И мама, и дядя Максим, будучи людьми глубоко порядочными, конечно, не позволили себе никакого сближения, но от этого их чувства никуда не делись и не становились меньше. Потом появилась я, судьба то разводила их, то снова сталкивала на новых местах службы. Годы шли, но каждый раз при новой встрече оба понимали, что все, что они чувствуют друг другу, никуда не уходит и вряд ли куда уйдет. Потом пришло время папе уходить в отставку, и наша семья купила тот домик у моря. Мама с радостью переехала, продолжая надеяться, что однажды победит свою тягу к дяде Максиму. Но папа погиб, и маме это показалось карой, наказанием за то, что она так и не смогла достаточно полюбить своего мужа. Она вбила себе в голову, что ее подсознательное стремление к другому, которое она не смогла изжить с годами, убило папу. На тот момент, когда в нашей жизни появился дядя Максим с намерением остаться насовсем, ее чувство стыда почти уничтожило ее волю. Чувство вины, которое она испытывала перед отцом, она целиком перенесла на меня и этим создала между нами стену.
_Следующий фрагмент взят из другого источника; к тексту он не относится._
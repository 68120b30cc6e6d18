//! Final composite: tone-mapped mix of scene color and bloom onto the
//! output surface.

use crate::pipelines::mk_render_pipeline;

/// Composite constants; only the bloom mix factor today.
#[repr(C)]
#[derive(Debug, Copy, Clone, bytemuck::Pod, bytemuck::Zeroable)]
pub struct CompositeUniform {
    pub bloom_strength: f32,
    pub _pad: [f32; 3],
}

impl Default for CompositeUniform {
    fn default() -> Self {
        Self {
            bloom_strength: 0.04,
            _pad: [0.0; 3],
        }
    }
}

pub fn mk_composite_pipeline(
    device: &wgpu::Device,
    composite_layout: &wgpu::BindGroupLayout,
    surface_format: wgpu::TextureFormat,
) -> wgpu::RenderPipeline {
    let layout = device.create_pipeline_layout(&wgpu::PipelineLayoutDescriptor {
        label: Some("Composite Pipeline Layout"),
        bind_group_layouts: &[composite_layout],
        push_constant_ranges: &[],
    });

    let shader = wgpu::ShaderModuleDescriptor {
        label: Some("Composite Shader"),
        source: wgpu::ShaderSource::Wgsl(include_str!("composite.wgsl").into()),
    };

    mk_render_pipeline(
        device,
        &layout,
        &[Some(wgpu::ColorTargetState {
            format: surface_format,
            blend: Some(wgpu::BlendState::REPLACE),
            write_mask: wgpu::ColorWrites::ALL,
        })],
        None,
        &[],
        None,
        shader,
        "Composite Pipeline",
    )
}
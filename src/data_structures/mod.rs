//! Engine data models: entity pools, handles and the scene/stage graph.

pub mod pool;
pub mod scene;

pub use pool::{Handle, Pool};
pub use scene::{
    InstanceGroup, Material, Mesh, MeshFormat, MeshKind, Object, Scene, Stage, Texture,
};
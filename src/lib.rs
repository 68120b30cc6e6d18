//! ember-ngin
//!
//! A compact rendering engine built around pooled scene data and a fixed
//! HDR post-processing pipeline. Scenes are plain CPU-side pools of
//! textures, meshes, materials and instanced objects; the renderer uploads
//! them on demand and runs every frame through the same pass sequence:
//! HDR capture, bloom mip chain, tone-mapped composite.
//!
//! High-level modules
//! - `camera`: view/projection math and the per-frame camera uniform
//! - `context`: GPU device/queue plus the window or offscreen output target
//! - `data_structures`: entity pools, handles and the scene/stage model
//! - `pipelines`: render pipeline construction and the embedded shaders
//! - `render`: the frame orchestrator running the fixed pass pipeline
//! - `resources`: glTF import into scene pools with per-import deduplication
//! - `slots`: the bounded table of screen-sized GPU resources
//! - `surface`: window and offscreen surfaces the renderer presents to
//!

pub mod camera;
pub mod context;
pub mod data_structures;
pub mod pipelines;
pub mod render;
pub mod resources;
pub mod slots;
pub mod surface;

// Re-exports commonly used types for convenience in downstream code.
pub use cgmath::*;
pub use winit::event::WindowEvent;
pub use winit::keyboard::KeyCode;

pub use data_structures::{Scene, Stage};
pub use render::{Renderer, RendererDesc};
pub use resources::{ImportCache, import_scene};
Поэтому никогда ни на чем не настаивала и просто позволила наступить в своей жизни новому этапу. Быть с давно любимым человеком, но все равно оставаться несчастной от того, что ей виделось в моей отстраненности и замкнутости осуждение. И надо сказать, что сейчас я понимала, что и ее терзания по поводу несуществующих грехов, и мой нелюдимый тогда характер, и вбитая отцом привычка от всего ограждать маму сыграли с нами самую жестокую шутку из возможных. Ни одна из нас не видела реального положения вещей.
Я тогда погрязла в своих обидах, огрызаясь на любые попытки сблизиться, мама раздувала все больше чувство собственной вины и не понимала, как подступиться, а ситуация с Арсением все только усугубила до предела. Она старалась сблизиться с колючим мальчишкой, в надежде, что это поможет и лучше понять меня. Но каждый из нас читал сигналы других неверно, обозревая ситуацию строго в тоннеле выбранной однажды позиции, и поэтому все становилось только хуже. Несколько маминых попыток усадить нас всех и поговорить, которые, оказывается, были уже жестами ее отчаяния, были с гневом отвергнуты именно мною. И это еще больше укрепило ее уверенность в том, что это она во всем повинна. В итоге она просто позволила себе смириться, решив, что вместе с моим отцом потеряла и меня навсегда. Мама никогда не была борцом, как, впрочем, и я, так что сейчас прекрасно понимала ее и ни за что не судила. Скорее уж себя. Да, я была подростком, да, обиженным, но, черт возьми, не младенцем же и не настолько слепой, чтобы годами не замечать боли, которую причиняю своим отчуждением.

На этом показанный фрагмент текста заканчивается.